### EXERCISE PROMPT
Where a line below has the string "storageResponseMs" in it, include it in the count, and give that count alone.

### Collection entries
Segment Open

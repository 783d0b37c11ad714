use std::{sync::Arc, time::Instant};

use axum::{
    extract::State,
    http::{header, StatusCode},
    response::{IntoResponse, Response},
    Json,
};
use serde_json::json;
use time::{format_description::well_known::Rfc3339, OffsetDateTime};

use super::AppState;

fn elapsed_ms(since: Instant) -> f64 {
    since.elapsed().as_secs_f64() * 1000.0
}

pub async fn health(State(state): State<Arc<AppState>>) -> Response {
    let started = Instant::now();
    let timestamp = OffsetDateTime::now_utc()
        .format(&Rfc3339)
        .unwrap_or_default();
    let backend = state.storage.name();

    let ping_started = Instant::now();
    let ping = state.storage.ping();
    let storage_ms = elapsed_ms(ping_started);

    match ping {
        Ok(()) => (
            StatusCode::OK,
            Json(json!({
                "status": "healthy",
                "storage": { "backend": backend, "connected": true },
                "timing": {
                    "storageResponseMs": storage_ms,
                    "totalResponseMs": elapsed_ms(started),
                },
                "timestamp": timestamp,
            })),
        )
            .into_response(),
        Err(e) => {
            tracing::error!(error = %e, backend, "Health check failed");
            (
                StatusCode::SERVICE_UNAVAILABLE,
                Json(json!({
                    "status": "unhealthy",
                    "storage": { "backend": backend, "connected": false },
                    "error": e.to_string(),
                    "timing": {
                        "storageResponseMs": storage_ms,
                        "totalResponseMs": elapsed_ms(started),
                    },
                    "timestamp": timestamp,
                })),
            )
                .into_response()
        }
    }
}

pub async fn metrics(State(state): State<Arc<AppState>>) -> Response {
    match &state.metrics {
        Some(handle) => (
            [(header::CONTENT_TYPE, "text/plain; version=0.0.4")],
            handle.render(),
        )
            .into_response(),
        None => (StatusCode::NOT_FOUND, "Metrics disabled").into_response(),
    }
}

Segment Closed
Segment Open

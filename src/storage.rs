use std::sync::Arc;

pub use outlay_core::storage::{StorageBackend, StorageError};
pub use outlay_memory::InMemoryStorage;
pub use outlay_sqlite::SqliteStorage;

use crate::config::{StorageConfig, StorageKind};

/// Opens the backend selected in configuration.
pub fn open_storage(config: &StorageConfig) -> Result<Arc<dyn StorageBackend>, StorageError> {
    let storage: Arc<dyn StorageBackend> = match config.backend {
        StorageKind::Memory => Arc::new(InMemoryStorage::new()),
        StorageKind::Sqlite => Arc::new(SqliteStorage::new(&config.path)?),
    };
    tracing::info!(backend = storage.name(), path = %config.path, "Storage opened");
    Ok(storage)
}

Segment Closed

### OUTPUT OF THE EXERCISE
2